ST. LOUIS (AP) — St. Louis police will have a question to ask as they take their new truck into neighborhoods: One scoop or two?

Police Chief Sam Dotson calls it "Operation Polar Cops," a truck that will give away ice cream treats at various events, part of an effort to improve community relations. Police say the goal is to provide a "fun environment for citizens to have positive interactions with our officers." The truck, retrofitted to look like a typical ice cream truck but dressed in police blue, was unveiled Tuesday.

St. Louis police, like many other police departments in the U.S., are trying to soften the often tense relationship with the community it serves. Police in St. Louis have frequently been the subject of protests following fatal shootings of suspects, especially in the two years since Michael Brown's death in nearby Ferguson.

Brown, 18, who was black and unarmed, was fatally shot by white Ferguson officer Darren Wilson on Aug. 9, 2014. A grand jury and the U.S. Department of Justice declined to prosecute Wilson, who resigned from the force in November 2014. But the shooting led to months of protest in Ferguson, St. Louis and elsewhere, raising awareness about concerns in the black community about treatment by police.
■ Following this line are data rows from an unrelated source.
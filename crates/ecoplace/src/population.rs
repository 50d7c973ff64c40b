//! Initial population construction.

use indexmap::IndexMap;
use log::debug;
use rand::seq::SliceRandom;
use rand::Rng;

use crate::common::{Allocation, AllocationVerdict};
use crate::error::{Error, Result};
use crate::solution::{PlacementProblem, Solution};
use crate::vm::VmRequest;

/// Assigns random identifiers to VM requests submitted without one.
pub fn assign_vm_ids<R: Rng>(vms: &mut [VmRequest], rng: &mut R) {
    for vm in vms.iter_mut() {
        vm.ensure_id(rng);
    }
}

/// Builds up to `population_size` valid solutions by randomized greedy placement.
///
/// Each candidate starts from a clean pool state. VMs are placed in request order, each on a resource chosen
/// uniformly among the active resources that can still fit it, and the chosen resource capacity is consumed
/// immediately so the following VMs of the same candidate see the reduced availability.
///
/// A candidate which can't place every VM is discarded. When the number of consecutive discarded candidates
/// exceeds the number of accepted ones, the request is considered infeasible.
pub fn generate_initial_population<R: Rng>(
    problem: &PlacementProblem,
    population_size: usize,
    rng: &mut R,
) -> Result<Vec<Solution>> {
    let mut population = Vec::with_capacity(population_size);
    let mut invalid_solutions = 0;

    for _ in 0..population_size {
        match build_candidate(problem, rng) {
            Some(solution) => {
                population.push(solution);
                invalid_solutions = 0;
            }
            None => {
                invalid_solutions += 1;
                debug!(
                    "discarded incomplete candidate ({} consecutive, {} accepted)",
                    invalid_solutions,
                    population.len()
                );
                if invalid_solutions > population.len() {
                    return Err(Error::InfeasibleRequest(format!(
                        "failed to place all {} VMs on {} resources ({} of {} candidate solutions built)",
                        problem.vms.len(),
                        problem.resources.len(),
                        population.len(),
                        population_size
                    )));
                }
            }
        }
    }

    Ok(population)
}

fn build_candidate<R: Rng>(problem: &PlacementProblem, rng: &mut R) -> Option<Solution> {
    let mut pool = problem.pool_state();
    let mut allocation = IndexMap::with_capacity(problem.vms.len());

    for (vm_index, vm) in problem.vms.iter().enumerate() {
        let suitable = (0..problem.resources.len())
            .filter(|&resource| pool.can_allocate(vm, resource) == AllocationVerdict::Success)
            .collect::<Vec<_>>();
        let resource = *suitable.choose(rng)?;
        allocation.insert(vm.id().to_string(), Allocation::new(vm_index, resource));
        pool.allocate(vm_index, vm, resource);
    }

    // Repeated VM identifiers collapse into one entry and make the candidate incomplete.
    if allocation.len() == problem.vms.len() {
        Some(Solution::new(allocation))
    } else {
        None
    }
}
#[test]
// Placing the small VM on "a" leaves no room for the large one, so about half of candidates are discarded.
// Depending on the seed the initializer either returns a short population or gives up.
fn test_partially_feasible_request() {
    let vms = vec![VmRequest::new(1, 1., 1., 1.), VmRequest::new(3, 1., 1., 1.)];
    let resources = vec![
        Resource::new("a", 3, 8., 100., 100., 50.),
        Resource::new("b", 1, 8., 100., 100., 30.),
    ];
    let problem = problem(vms, resources);

    let mut short_populations = 0;
    let mut late_failures = 0;
    let mut early_failures = 0;
    for seed in 0..200 {
        let mut rng = Pcg64::seed_from_u64(seed);
        match generate_initial_population(&problem, 10, &mut rng) {
            Ok(population) => {
                assert!(!population.is_empty());
                if population.len() < 10 {
                    short_populations += 1;
                }
                for solution in &population {
                    assert!(solution.is_valid(&problem));
                    assert!(solution.is_complete(&problem));
                    assert_eq!(solution.allocation[0].resource, 1);
                    assert_eq!(solution.allocation[1].resource, 0);
                }
            }
            Err(Error::InfeasibleRequest(msg)) => {
                if msg.contains("(0 of 10") {
                    early_failures += 1;
                } else {
                    late_failures += 1;
                }
            }
            Err(e) => panic!("unexpected error: {}", e),
        }
    }
    assert!(short_populations > 0);
    assert!(early_failures > 0);
    assert!(late_failures > 0);
}

#[test]
// Inactive resource is never selected even though it is the largest and the cheapest one.
fn test_inactive_resource_is_skipped() {
    let resources = vec![
        Resource::new("big", 16, 64., 1000., 1000., 10.).with_status(ResourceStatus::Inactive),
        Resource::new("a", 4, 8., 100., 100., 50.),
        Resource::new("b", 2, 4., 50., 50., 30.),
    ];
    let problem = problem(small_vms(2), resources);
    let mut rng = Pcg64::seed_from_u64(7);
    let population = generate_initial_population(&problem, 30, &mut rng).unwrap();
    for solution in &population {
        assert!(solution.allocation.values().all(|alloc| alloc.resource != 0));
    }

    let only_inactive = vec![Resource::new("big", 16, 64., 1000., 1000., 10.).with_status(ResourceStatus::Inactive)];
    let problem = PlacementProblem::new(problem.vms.clone(), only_inactive);
    let result = generate_initial_population(&problem, 3, &mut rng);
    assert!(matches!(result, Err(Error::InfeasibleRequest(_))));
}

#[test]
// Placed VMs reduce available CPU for the following VMs of the same candidate.
fn test_initial_population_respects_capacity() {
    let problem = problem(small_vms(5), two_resources());
    let mut rng = Pcg64::seed_from_u64(5);
    let population = generate_initial_population(&problem, 50, &mut rng).unwrap();
    for solution in &population {
        let pool = solution.replay(&problem);
        assert!(pool.get_available_cpu(0) >= 0);
        assert!(pool.get_available_cpu(1) >= 0);
        assert!(pool.get_available_memory(1) >= 0.);
        assert!(solution.is_valid(&problem));
    }
}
Earlier this month, police in Wichita, Kansas, hosted a cookout to promote dialogue between law enforcement and the Black Lives Matter movement. Nearly 2,000 people attended, an event deemed so successful that Police Chief Gordon Ramsay was invited to the White House to discuss community policing.

The ice cream truck was purchased by the St. Louis Police Foundation. Prairie Farms Dairy and the grocery chain Schnucks donated the ice cream.